INTRODUCTION: The growing complexity of network infrastructures has led to increasingly sophisticated network attacks. Traditional intrusion detection and firewall systems are no longer sufficient to handle these advanced threats. As a result, network situational awareness has emerged as a vital approach to enhance network security, particularly in power information systems. By leveraging big data technologies, network operators can better understand network behavior and perform rapid analyses of diverse data types, enabling effective threat detection and mitigation. OBJECTIVES: The primary goals of this study are: To develop a robust security situational awareness framework for power information systems.
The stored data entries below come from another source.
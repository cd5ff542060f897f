//! Shared job progress state.
//!
//! One value owned by the coordinator, written only by its
//! control-record consumer, and read snapshot-style by the dashboard.
//! Counters only ever increase, and `bytes_processed` never exceeds
//! `bytes_total`.

use std::sync::{Arc, RwLock};

/// How many diagnostic messages we keep.
const MAX_MESSAGES: usize = 200;

/// A point-in-time view of job progress.
#[derive(Clone, Debug, Default)]
pub struct ProgressSnapshot {
    /// Total number of files in the resolved input.
    pub files_total: u64,
    /// Total bytes in the resolved input.
    pub bytes_total: u64,
    /// Files successfully processed so far.
    pub files_processed: u64,
    /// Bytes successfully processed so far.
    pub bytes_processed: u64,
    /// Files given up on after exhausting their retries.
    pub files_failed: u64,
    /// The most recently processed file.
    pub last_file_processed: String,
    /// Recent diagnostic messages, oldest first.
    pub messages: Vec<String>,
}

/// A handle on the job's shared progress state.
///
/// Cloning is cheap; all clones share the same state.
#[derive(Clone, Debug, Default)]
pub struct ProgressTracker {
    inner: Arc<RwLock<ProgressSnapshot>>,
}

impl ProgressTracker {
    /// Create a tracker with all counters at zero.
    pub fn new() -> ProgressTracker {
        ProgressTracker::default()
    }

    /// Record the size of the resolved input. Called once, after
    /// resolution and before any worker starts.
    pub fn set_totals(&self, files_total: u64, bytes_total: u64) {
        let mut state = self.write();
        state.files_total = files_total;
        state.bytes_total = bytes_total;
    }

    /// Record a successfully processed file.
    pub fn record_processed(&self, uri: &str, size: u64) {
        let mut state = self.write();
        state.files_processed += 1;
        state.bytes_processed =
            state.bytes_total.min(state.bytes_processed + size);
        state.last_file_processed = uri.to_owned();
    }

    /// Record a file we gave up on.
    pub fn record_failed(&self, _uri: &str) {
        self.write().files_failed += 1;
    }

    /// Append a diagnostic message, dropping the oldest if full.
    pub fn push_message(&self, message: String) {
        let mut state = self.write();
        if state.messages.len() >= MAX_MESSAGES {
            state.messages.remove(0);
        }
        state.messages.push(message);
    }

    /// Take a snapshot for display. Safe to call concurrently with
    /// writes.
    pub fn snapshot(&self) -> ProgressSnapshot {
        self.inner
            .read()
            .unwrap_or_else(|poisoned| poisoned.into_inner())
            .clone()
    }

    fn write(&self) -> std::sync::RwLockWriteGuard<'_, ProgressSnapshot> {
        self.inner
            .write()
            .unwrap_or_else(|poisoned| poisoned.into_inner())
    }
}

#[cfg(test)]
mod tests {
    use super::*;

    #[test]
    fn counters_accumulate() {
        let progress = ProgressTracker::new();
        progress.set_totals(2, 10);
        progress.record_processed("file:///a", 6);
        progress.record_processed("file:///b", 4);

        let snapshot = progress.snapshot();
        assert_eq!(snapshot.files_processed, 2);
        assert_eq!(snapshot.bytes_processed, 10);
        assert_eq!(snapshot.last_file_processed, "file:///b");
    }

    #[test]
    fn bytes_processed_never_exceeds_total() {
        let progress = ProgressTracker::new();
        progress.set_totals(1, 5);
        progress.record_processed("file:///a", 100);
        assert_eq!(progress.snapshot().bytes_processed, 5);
    }

    #[test]
    fn message_log_is_bounded() {
        let progress = ProgressTracker::new();
        for i in 0..(MAX_MESSAGES + 10) {
            progress.push_message(format!("message {}", i));
        }
        let snapshot = progress.snapshot();
        assert_eq!(snapshot.messages.len(), MAX_MESSAGES);
        assert_eq!(snapshot.messages[0], "message 10");
    }
}
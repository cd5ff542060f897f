//! Mapper processes on the local host.

use std::{env, process::Stdio};

use async_trait::async_trait;
use kestrel_common::{manifest::JobManifest, prelude::*, POLL_INTERVAL};
use tokio::process::{Child, Command};
use tokio_util::sync::CancellationToken;

use super::{MapperBackend, WorkerHandle};

/// Launches `workers` mapper child processes on this host, with their
/// three standard streams piped to the coordinator.
pub struct LocalBackend {
    command: Vec<String>,
    workers: usize,
}

impl LocalBackend {
    /// A backend running `kestrel-map <config>` per worker slot.
    pub fn new(manifest: &JobManifest, config_path: &Path) -> LocalBackend {
        LocalBackend {
            command: vec![
                sibling_program("kestrel-map"),
                config_path.display().to_string(),
            ],
            workers: manifest.workers,
        }
    }

    /// A backend running an arbitrary mapper command. Used by tests to
    /// substitute scripted mappers.
    pub fn with_command(command: Vec<String>, workers: usize) -> LocalBackend {
        LocalBackend { command, workers }
    }
}

#[async_trait]
impl MapperBackend for LocalBackend {
    async fn start(&mut self, abort: &CancellationToken) -> Result<Vec<WorkerHandle>> {
        (0..self.workers)
            .map(|worker_id| spawn_mapper(&self.command, worker_id, abort))
            .collect()
    }

    async fn shutdown(&mut self) -> Result<()> {
        // Children are reaped by their exit watchers; nothing to
        // release here.
        Ok(())
    }
}

/// Prefer a tool installed next to this binary, falling back to `$PATH`.
pub fn sibling_program(name: &str) -> String {
    if let Ok(exe) = env::current_exe() {
        if let Some(dir) = exe.parent() {
            let candidate = dir.join(name);
            if candidate.is_file() {
                return candidate.display().to_string();
            }
        }
    }
    name.to_owned()
}

#[instrument(skip_all, fields(worker_id = worker_id), level = "debug")]
fn spawn_mapper(
    command: &[String],
    worker_id: usize,
    abort: &CancellationToken,
) -> Result<WorkerHandle> {
    let mut cmd = Command::new(&command[0]);
    cmd.args(&command[1..])
        .stdin(Stdio::piped())
        .stdout(Stdio::piped())
        .stderr(Stdio::piped())
        .kill_on_drop(true);
    // Keep workers out of the terminal's process group, so an
    // interactive ctrl-c reaches only the coordinator and shutdown
    // stays ordered.
    #[cfg(unix)]
    cmd.process_group(0);
    let mut child = cmd
        .spawn()
        .with_context(|| format!("could not run {:?}", command[0]))?;

    let input = child.stdin.take().expect("child should always have a stdin");
    let data = child
        .stdout
        .take()
        .expect("child should always have a stdout");
    let control = child
        .stderr
        .take()
        .expect("child should always have a stderr");
    let pid = child.id();

    let abort = abort.clone();
    let exit = tokio::spawn(async move { wait_for_mapper(child, abort).await });

    Ok(WorkerHandle {
        worker_id,
        input: Box::new(input),
        data: Box::new(data),
        control: Box::new(control),
        exit,
        pid,
    })
}

/// Wait for a mapper to exit. Once abort is set, the mapper gets one
/// poll interval to finish its current file before it is killed, so
/// shutdown is always bounded.
async fn wait_for_mapper(mut child: Child, abort: CancellationToken) -> Result<i32> {
    tokio::select! {
        status = child.wait() => {
            Ok(status.context("error waiting for mapper")?.code().unwrap_or(-1))
        }
        _ = abort.cancelled() => {
            match tokio::time::timeout(POLL_INTERVAL, child.wait()).await {
                Ok(status) => {
                    Ok(status.context("error waiting for mapper")?.code().unwrap_or(-1))
                }
                Err(_elapsed) => {
                    warn!("mapper did not exit after abort, killing it");
                    child.kill().await.context("could not kill mapper")?;
                    Ok(child
                        .wait()
                        .await
                        .context("error waiting for killed mapper")?
                        .code()
                        .unwrap_or(-1))
                }
            }
        }
    }
}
To integrate tools and methods for efficient data collection, processing, storage, analysis, and visualization. To implement scalable and high-performance solutions for detecting and forecasting various network security risks. METHODS: Data Collection: Tools such as Flume and Kafka are used to collect network attack logs and relevant data. Data Processing: Frameworks like Apache Spark and Storm are employed for batch and real-time data analysis, ensuring fast and efficient handling of large datasets. Feature Extraction: A Deep Gated Recurrent Unit (D-GRU) model is used to determine index weights and extract critical features of the network security situation. Scenario Assessment: A decision matrix is constructed and analyzed using Apache Spark to assess the current state of network security. RESULTS: The proposed framework demonstrated scalability, ease of deployment, and high availability. These characteristics allowed for effective detection and forecasting of various network security threats, providing an advanced understanding of network behavior and enhancing overall security posture. CONCLUSION: The integration of big data technologies with network situational awareness offers a significant improvement in detecting and preventing sophisticated network attacks. The proposed framework, which leverages tools like Flume, Kafka, Spark, and D-GRU, provides a comprehensive solution for network security, ensuring robust performance and adaptability to dynamic security challenges. This approach is particularly effective for power information systems, enabling proactive threat mitigation and improved network reliability.